I explain that blockchain is viewed as an “under-the-hood” type of technology. Meaning, no one quite cares how a blockchain works as long as it functions the way it should. Blockchain isn’t an upfront technology. It has no pretty face to market due to the fact it’s completely digital.

Turning things into a small series about the proper way to market and popularize blockchain, this post is another follow up.

There are multiple key components of the blockchain industry which could add face value to it. Making blockchain more marketable and therefore leading to greater adoption.

Decentralized Applications

Decentralized applications (dApps) have the greatest advantage when it comes to popularizing blockchain tech. Put simply, a dApp is an entity that utilizes blockchain technology at its core to produce solutions and/or improve industries.

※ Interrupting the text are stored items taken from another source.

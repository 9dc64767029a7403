pub mod interaction;
pub mod mesh;
pub mod settings;

use glam::Vec3;

pub use interaction::{EditMode, InteractionState, PointerSample, TickReport};
pub use mesh::{ExtrudeTarget, Quad, QuadMesh};
pub use settings::AppSettings;

/// Combined application state
pub struct AppState {
    pub mesh: QuadMesh,
    pub interaction: InteractionState,
    pub settings: AppSettings,
    /// Show settings window
    pub show_settings_window: bool,
}

impl Default for AppState {
    fn default() -> Self {
        Self::with_settings(AppSettings::load())
    }
}

impl AppState {
    pub fn with_settings(settings: AppSettings) -> Self {
        Self {
            mesh: initial_mesh(&settings),
            interaction: InteractionState::default(),
            settings,
            show_settings_window: false,
        }
    }

    /// Replace the mesh with a fresh cuboid. Refused while a primary drag is
    /// in progress; returns whether the mesh was replaced.
    pub fn reset_mesh(&mut self) -> bool {
        if self.interaction.is_dragging() {
            tracing::debug!("Mesh reset ignored while dragging");
            return false;
        }
        self.mesh.replace_with(initial_mesh(&self.settings));
        self.interaction.reset();
        tracing::info!("Mesh reset");
        true
    }
}

/// Starting cuboid described by the mesh settings
pub fn initial_mesh(settings: &AppSettings) -> QuadMesh {
    QuadMesh::cuboid(Vec3::from_array(settings.mesh.half_extents))
}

Bitcoin and all other cryptocurrencies are essentially dApps. So too are the numerous decentralized exchanges and software wallets. Steemit, Civic, Ujo Music, Augur, and other popular dApps exist and are used like regular software applications we run on our phones and computers. In some situations, there may be a company or small start-up team behind these dApps which aren’t decentralized themselves. The application they produce, however, IS decentralized as it’s built off a blockchain.

The problem

It seems dApps gain their popularity through the tokens that are sometimes necessarily associated with them. Unfortunately, this bolsters the notion that the blockchain and cryptocurrency industry revolves around trading coins and tokens for profit. Additionally; that there isn’t much application of this tech outside of trading. To those unfamiliar with blockchain’s capabilities and its benefits, they won’t understand the possibilities that lay outside the realm of speculatory trading.

Everyone has now heard of bitcoin, but blockchain and its abundant amount of side-kick dApps haven’t yet been introduced to the mainstream spotlight. There are many dApps well deserving of receiving endless news coverage. Such dApps have intelligent and experienced teams, are solving a pressing problem facing many people (or at least working towards improving the situation), and have their technology and game plan developed and ready to roll out.

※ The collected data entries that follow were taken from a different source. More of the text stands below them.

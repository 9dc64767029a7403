//! Mesh validation utilities.
//!
//! `MeshValidator` checks the quad mesh itself: in-range indices, edge
//! pairing, closure and dimensions. `RenderValidator` checks `MeshData`
//! buffers: correct stride, in-range indices, normalized normals.

use std::collections::HashMap;

use glam::Vec3;

use crate::state::mesh::QuadMesh;
use crate::viewport::mesh::{MeshData, MESH_STRIDE};
use crate::viewport::picking::Aabb;

/// Validator for `QuadMesh` integrity checks.
pub struct MeshValidator<'a> {
    mesh: &'a QuadMesh,
}

impl<'a> MeshValidator<'a> {
    pub fn new(mesh: &'a QuadMesh) -> Self {
        Self { mesh }
    }

    pub fn vertex_count(&self) -> usize {
        self.mesh.vertex_count()
    }

    pub fn face_count(&self) -> usize {
        self.mesh.face_count()
    }

    /// Check that every face references existing vertices.
    pub fn are_indices_in_range(&self) -> bool {
        let n = self.mesh.vertex_count();
        self.mesh.faces().iter().all(|f| f.max_index() < n)
    }

    fn directed_edge_counts(&self) -> HashMap<(usize, usize), usize> {
        let mut counts = HashMap::new();
        for face in self.mesh.faces() {
            for edge in face.edges() {
                *counts.entry(edge).or_insert(0) += 1;
            }
        }
        counts
    }

    /// Directed edges used by more than one face (inconsistent winding).
    pub fn duplicate_edges(&self) -> Vec<(usize, usize)> {
        let mut out: Vec<_> = self
            .directed_edge_counts()
            .into_iter()
            .filter(|(_, c)| *c > 1)
            .map(|(e, _)| e)
            .collect();
        out.sort_unstable();
        out
    }

    /// Directed edges whose reverse is not used by any face.
    ///
    /// T-junctions left by subdividing one side of an edge show up here even
    /// though the surface is still geometrically closed.
    pub fn open_edges(&self) -> Vec<(usize, usize)> {
        let counts = self.directed_edge_counts();
        let mut out: Vec<_> = counts
            .keys()
            .filter(|(a, b)| !counts.contains_key(&(*b, *a)))
            .copied()
            .collect();
        out.sort_unstable();
        out
    }

    /// Every edge is shared by exactly two faces in opposite directions.
    pub fn is_closed(&self) -> bool {
        self.open_edges().is_empty() && self.duplicate_edges().is_empty()
    }

    /// Sum of the face vector areas; zero for any closed surface.
    pub fn vector_area_sum(&self) -> Vec3 {
        (0..self.mesh.face_count())
            .map(|f| self.mesh.face_vector_area(f))
            .sum()
    }

    pub fn total_area(&self) -> f32 {
        (0..self.mesh.face_count())
            .map(|f| self.mesh.face_area(f))
            .sum()
    }

    /// Faces with (near) zero area. Extrusion sides are like this until the
    /// lid is dragged, so this is informational, not an error.
    pub fn collapsed_faces(&self, epsilon: f32) -> Vec<usize> {
        (0..self.mesh.face_count())
            .filter(|f| self.mesh.face_area(*f) <= epsilon)
            .collect()
    }

    /// Bounding box of the committed vertices.
    pub fn aabb(&self) -> Aabb {
        self.mesh.local_bounds()
    }

    /// Compute the dimensions (x, y, z) of the bounding box.
    pub fn dimensions(&self) -> [f32; 3] {
        self.aabb().size().to_array()
    }

    /// Check that the AABB dimensions are approximately equal to `expected`.
    pub fn assert_dimensions_approx(&self, expected: [f32; 3], tolerance: f32) -> bool {
        let dims = self.dimensions();
        (dims[0] - expected[0]).abs() < tolerance
            && (dims[1] - expected[1]).abs() < tolerance
            && (dims[2] - expected[2]).abs() < tolerance
    }

    /// Run all validation checks and return a list of error messages.
    /// An empty list means the mesh is valid.
    pub fn validate_all(&self) -> Vec<String> {
        let mut errors = Vec::new();

        if !self.are_indices_in_range() {
            errors.push(format!(
                "Face indices out of range (vertex_count={})",
                self.vertex_count()
            ));
            return errors;
        }

        let duplicates = self.duplicate_edges();
        if !duplicates.is_empty() {
            errors.push(format!(
                "Directed edges shared by several faces: {:?}",
                &duplicates[..duplicates.len().min(5)]
            ));
        }

        let closure = self.vector_area_sum();
        let tolerance = 1e-4 * self.total_area().max(1.0);
        if closure.length() > tolerance {
            errors.push(format!("Surface is not closed (vector area sum {closure})"));
        }

        errors
    }
}

/// Validator for `MeshData` render buffers.
pub struct RenderValidator<'a> {
    data: &'a MeshData,
}

impl<'a> RenderValidator<'a> {
    pub fn new(data: &'a MeshData) -> Self {
        Self { data }
    }

    /// Number of vertices (vertices buffer length / 9).
    pub fn vertex_count(&self) -> usize {
        self.data.vertices.len() / MESH_STRIDE
    }

    /// Number of triangles (indices buffer length / 3).
    pub fn triangle_count(&self) -> usize {
        self.data.indices.len() / 3
    }

    /// Check that the vertex buffer length is a multiple of 9 (the stride).
    pub fn is_stride_valid(&self) -> bool {
        self.data.vertices.len() % MESH_STRIDE == 0
    }

    /// Check that the index buffer length is a multiple of 3.
    pub fn is_index_stride_valid(&self) -> bool {
        self.data.indices.len() % 3 == 0
    }

    /// Check that all indices are within the valid vertex range.
    pub fn are_indices_in_range(&self) -> bool {
        let max_idx = self.vertex_count() as u32;
        self.data.indices.iter().all(|&i| i < max_idx)
    }

    /// Check that vertex normals have unit length (within epsilon). Zero
    /// normals from collapsed faces are accepted.
    pub fn are_normals_normalized(&self, epsilon: f32) -> bool {
        self.data.vertices.chunks_exact(MESH_STRIDE).all(|v| {
            let len = Vec3::new(v[3], v[4], v[5]).length();
            len == 0.0 || (len - 1.0).abs() <= epsilon
        })
    }

    /// Run all validation checks and return a list of error messages.
    pub fn validate_all(&self) -> Vec<String> {
        let mut errors = Vec::new();

        if !self.is_stride_valid() {
            errors.push(format!(
                "Vertex buffer length {} is not a multiple of 9",
                self.data.vertices.len()
            ));
        }

        if !self.is_index_stride_valid() {
            errors.push(format!(
                "Index buffer length {} is not a multiple of 3",
                self.data.indices.len()
            ));
        }

        if !self.are_indices_in_range() {
            let max_idx = self.vertex_count() as u32;
            let out_of_range: Vec<_> = self
                .data
                .indices
                .iter()
                .filter(|&&i| i >= max_idx)
                .take(5)
                .collect();
            errors.push(format!(
                "Indices out of range (vertex_count={}): {:?}",
                max_idx, out_of_range
            ));
        }

        if !self.are_normals_normalized(0.1) {
            errors.push("Some normals are not unit-length (epsilon=0.1)".to_string());
        }

        errors
    }
}

#[cfg(test)]
mod tests {
    use super::*;
    use crate::state::mesh::Quad;

    fn simple_triangle() -> MeshData {
        MeshData {
            vertices: vec![
                // vertex 0: pos(0,0,0) normal(0,0,1) color(0.5,0.5,0.5)
                0.0, 0.0, 0.0, 0.0, 0.0, 1.0, 0.5, 0.5, 0.5,
                // vertex 1: pos(1,0,0) normal(0,0,1) color(0.5,0.5,0.5)
                1.0, 0.0, 0.0, 0.0, 0.0, 1.0, 0.5, 0.5, 0.5,
                // vertex 2: pos(0,1,0) normal(0,0,1) color(0.5,0.5,0.5)
                0.0, 1.0, 0.0, 0.0, 0.0, 1.0, 0.5, 0.5, 0.5,
            ],
            indices: vec![0, 1, 2],
        }
    }

    fn open_square() -> QuadMesh {
        QuadMesh::from_parts(
            vec![Vec3::ZERO, Vec3::X, Vec3::new(1.0, 1.0, 0.0), Vec3::Y],
            vec![Quad::new(0, 1, 2, 3)],
        )
        .unwrap()
    }

    #[test]
    fn test_cuboid_is_valid_and_closed() {
        let mesh = QuadMesh::default();
        let v = MeshValidator::new(&mesh);
        assert!(v.validate_all().is_empty());
        assert!(v.is_closed());
        assert!((v.total_area() - 24.0).abs() < 1e-5);
        assert!(v.assert_dimensions_approx([2.0, 2.0, 2.0], 1e-5));
    }

    #[test]
    fn test_open_square_reported() {
        let mesh = open_square();
        let v = MeshValidator::new(&mesh);
        assert_eq!(v.open_edges().len(), 4);
        assert!(!v.is_closed());
        assert!(v.validate_all().iter().any(|e| e.contains("not closed")));
    }

    #[test]
    fn test_flipped_face_is_duplicate_edge() {
        let mut mesh = QuadMesh::default();
        // Reverse the winding of +Z
        mesh.faces[5] = Quad::new(6, 7, 5, 4);
        let v = MeshValidator::new(&mesh);
        assert!(!v.duplicate_edges().is_empty());
        assert!(!v.validate_all().is_empty());
    }

    #[test]
    fn test_fresh_extrusion_is_valid() {
        let mut mesh = QuadMesh::default();
        mesh.extrude_face_at(2);
        let v = MeshValidator::new(&mesh);
        assert!(v.validate_all().is_empty());
        assert!(v.is_closed());
        assert_eq!(v.collapsed_faces(1e-6), vec![6, 7, 8, 9]);
    }

    #[test]
    fn test_t_junction_is_open_but_closed_geometrically() {
        let mut mesh = QuadMesh::default();
        mesh.subdivide_face_at(0);
        let v = MeshValidator::new(&mesh);
        assert!(!v.open_edges().is_empty());
        assert!(v.validate_all().is_empty());
    }

    #[test]
    fn test_render_stride_invalid() {
        let bad = MeshData {
            vertices: vec![0.0; 10], // not multiple of 9
            indices: vec![],
        };
        let v = RenderValidator::new(&bad);
        assert!(!v.is_stride_valid());
        assert!(v.validate_all().iter().any(|e| e.contains("multiple of 9")));
    }

    #[test]
    fn test_render_indices_out_of_range() {
        let bad = MeshData {
            vertices: vec![0.0; 9], // 1 vertex
            indices: vec![0, 1, 2], // indices 1,2 are out of range
        };
        let v = RenderValidator::new(&bad);
        assert!(!v.are_indices_in_range());
    }

    #[test]
    fn test_render_normals() {
        let mesh = simple_triangle();
        let v = RenderValidator::new(&mesh);
        assert_eq!(v.vertex_count(), 3);
        assert_eq!(v.triangle_count(), 1);
        assert!(v.are_normals_normalized(0.01));
        assert!(v.validate_all().is_empty());

        let bad = MeshData {
            vertices: vec![0.0, 0.0, 0.0, 0.0, 0.0, 5.0, 0.5, 0.5, 0.5],
            indices: vec![0],
        };
        assert!(!RenderValidator::new(&bad).are_normals_normalized(0.01));
    }
}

The problem isn’t with funding, poor leadership, or government interference. The problem that has been holding back these dApps is low adoption and user consumption.

Steemit is an amazing blogging platform similar to Reddit where users can generate money through the upvotes they receive on posts. Augur is a revolutionary prediction platform that not only produces reliable future outcomes, but users can also make money through correct predictions. DApps such as Civil and Ujo Music are employing blockchain to restructure industries like journalism and music respectively.

They all share the same hindrance: not enough users. Steemit needs more bloggers, Augur needs more predictors, Civil needs more journalists and newsrooms, Ujo needs more musicians, and the list goes on.

The solution

Above standard marketing should be pursued in order for an application to increase its user and clientele base. Such an operation would take time and money. An immediate increase in popularity would demand inflicting situations where the only remedy requires a blockchain based solution. In comes a dApp to save the day, massive media coverage ensues, and popularity spikes.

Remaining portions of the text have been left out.